BIOLOGY
Drug discovery, Netflix style?
MIT researchers apply ranking algorithms to pharmaceutical R&D.
In the last 10 years, the growth of the Internet has made ranking algorithms one of the hottest topics in computer science. The most famous ranking algorithm is Google’s, which determines the order of search results, but close behind are the Netflix and Amazon algorithms that make recommendations on the basis of customers’ prior decisions. Now researchers at MIT and Harvard Medical School have shown that ranking algorithms could find an important application in a somewhat surprising field: drug development.
Drug development typically begins with the identification of a “target” — a molecule involved in the biological processes underlying some disease. The next step is to try to find chemicals that either promote or suppress the molecule’s production. Scientists have assembled huge libraries — both virtual and physical — of chemical compounds that might be active against biological targets, and drug developers who have identified a target usually select a group of candidate drugs from those libraries.
But the majority of drug candidates fail — they prove to be either toxic or ineffective — in clinical trials, sometimes after hundreds of millions of dollars have been spent on them. (For every new drug that gets approved by the U.S. Food and Drug Administration, pharmaceutical companies have spent about $1 billion on research and development.) So selecting a good group of candidates at the outset is critical.
Drug companies have been using artificial-intelligence algorithms to help select drug candidates since the late 1990s. But in a paper appearing in the next issue of the American Chemical Society’s Journal of Chemical Information and Modeling, Shivani Agarwal, a postdoctoral associate in the Computer Science and Artificial Intelligence Laboratory, Deepak Dugar, a graduate student in chemical engineering, and the Harvard Medical School’s Shiladitya Sengupta showed that even a rudimentary ranking algorithm can predict drugs’ success more reliably than the algorithms currently in use.
At a general level, the new algorithm and its predecessors work in the same way. First, they’re fed data about successful and unsuccessful drug candidates. Then they try out a large variety of mathematical functions, each of which produces a numerical score for each drug candidate. Finally, they select the function whose scores most accurately predict the candidates’ actual success and failure.
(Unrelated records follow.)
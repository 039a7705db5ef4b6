//! カバー画像の取得
//!
//! - URLの正規化（プロトコル相対URLの補完、相対パスの拒否）
//! - `ImageFetcher` トレイトとreqwestによるHTTP実装
//! - 失敗理由の型付け（一時的 / 恒久的 / URLなし）

use crate::config::Config;
use crate::error::{BiblinkError, Result};
use async_trait::async_trait;
use reqwest::{Client, StatusCode, Url};
use thiserror::Error;

/// 画像取得の失敗理由
///
/// バッチを中断しない。キャッシュに保存され、同じURLを参照する全ペアで共有される。
#[derive(Error, Debug, Clone, PartialEq, Eq)]
pub enum FetchFailure {
    #[error("カバー画像URLがありません")]
    MissingUrl,

    #[error("不正なURL: {0}")]
    InvalidUrl(String),

    #[error("HTTPステータス {status}: {url}")]
    Status { url: String, status: u16 },

    #[error("タイムアウト: {0}")]
    Timeout(String),

    #[error("ネットワークエラー: {0}")]
    Network(String),

    #[error("画像デコード失敗: {0}")]
    Decode(String),
}

/// 失敗の分類（集計用）
#[derive(Debug, Clone, Copy, PartialEq, Eq, Hash)]
pub enum FailureKind {
    /// URLが未登録
    Missing,
    /// タイムアウト・通信エラー・5xx
    Transient,
    /// 4xx・不正URL・デコード不可
    Permanent,
}

impl FetchFailure {
    pub fn kind(&self) -> FailureKind {
        match self {
            FetchFailure::MissingUrl => FailureKind::Missing,
            FetchFailure::Timeout(_) | FetchFailure::Network(_) => FailureKind::Transient,
            FetchFailure::Status { status, .. } if *status >= 500 => FailureKind::Transient,
            FetchFailure::Status { .. } | FetchFailure::InvalidUrl(_) | FetchFailure::Decode(_) => {
                FailureKind::Permanent
            }
        }
    }
}

/// カバー画像URLを取得可能な絶対URLに正規化
///
/// - `//covers.example.org/a.jpg` → `http://covers.example.org/a.jpg`
/// - `http://` / `https://` はそのまま
/// - `/images/a.jpg` のようなサイト相対パスや他スキームは不正
pub fn normalize_url(raw: &str) -> std::result::Result<String, FetchFailure> {
    let trimmed = raw.trim();
    if trimmed.is_empty() {
        return Err(FetchFailure::MissingUrl);
    }

    let candidate = if trimmed.starts_with("//") {
        format!("http:{}", trimmed)
    } else if trimmed.starts_with("http://") || trimmed.starts_with("https://") {
        trimmed.to_string()
    } else {
        return Err(FetchFailure::InvalidUrl(trimmed.to_string()));
    };

    Url::parse(&candidate)
        .map(|url| url.to_string())
        .map_err(|e| FetchFailure::InvalidUrl(format!("{} ({})", trimmed, e)))
}

/// 画像バイト列の取得元
#[async_trait]
pub trait ImageFetcher: Send + Sync {
    /// 正規化済みURLからバイト列を取得する
    async fn fetch(&self, url: &str) -> std::result::Result<Vec<u8>, FetchFailure>;
}

/// HTTP経由の取得
pub struct HttpFetcher {
    client: Client,
}

impl HttpFetcher {
    pub fn new(config: &Config) -> Result<Self> {
        let client = Client::builder()
            .timeout(config.fetch_timeout())
            .user_agent(config.user_agent.clone())
            .build()
            .map_err(|e| BiblinkError::HttpClient(e.to_string()))?;

        Ok(Self { client })
    }
}

#[async_trait]
impl ImageFetcher for HttpFetcher {
    async fn fetch(&self, url: &str) -> std::result::Result<Vec<u8>, FetchFailure> {
        let response = self
            .client
            .get(url)
            .send()
            .await
            .map_err(|e| classify_reqwest_error(url, e))?;

        let status = response.status();
        if status != StatusCode::OK {
            return Err(FetchFailure::Status {
                url: url.to_string(),
                status: status.as_u16(),
            });
        }

        let bytes = response
            .bytes()
            .await
            .map_err(|e| classify_reqwest_error(url, e))?;

        Ok(bytes.to_vec())
    }
}

fn classify_reqwest_error(url: &str, error: reqwest::Error) -> FetchFailure {
    if error.is_timeout() {
        FetchFailure::Timeout(url.to_string())
    } else {
        FetchFailure::Network(format!("{}: {}", url, error))
    }
}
The difference lies in how the algorithms measure accuracy of prediction. When older algorithms evaluate functions, they look at each score separately and ask whether it reflects the drug candidate’s success or failure. The MIT researchers’ algorithm, however, looks at scores in pairs, and asks whether the function got their order right.
“The criterion we’re giving it is almost the simplest ranking criterion you could construct,” Agarwal says. Nonetheless, in experiments involving data on existing drugs, it consistently predicted the drugs’ success more reliably than the algorithms now in use. The improvements were relatively modest, but to Agarwal, they’re an indication that recent research on more sophisticated ranking algorithms holds real promise for drug discovery.
“There’s a really very systematic improvement over previous methods, and that’s quite striking,” says Peter Bartlett, a professor of computer science and engineering at the University of California, Berkeley. “This is a very nice empirical demonstration that these methods are more effective than the standard methods.”
Anton Hopfinger, a professor at the University of New Mexico College of Pharmacy, cautions that when computer systems rank drug candidates, “the key component is not too surprisingly the properties of the drug or molecule you use to train the system.” That is, the success of the system depends crucially on the mathematical descriptions of the drug candidates. Even the ideal algorithm is helpless if it’s acting on data uncorrelated with a molecule’s biological activity.
But Agarwal is a computer scientist, not a biologist. So while the biologists continue to refine their descriptions of the chemical properties of biological molecules, Agarwal continues to refine her algorithms for ranking drug candidates. At the moment, she’s investigating algorithms that maximize the accuracy of the rankings at the top of a list, even at the expense of lower rankings, since drug developers are generally interested in only a handful of the most promising drug candidates.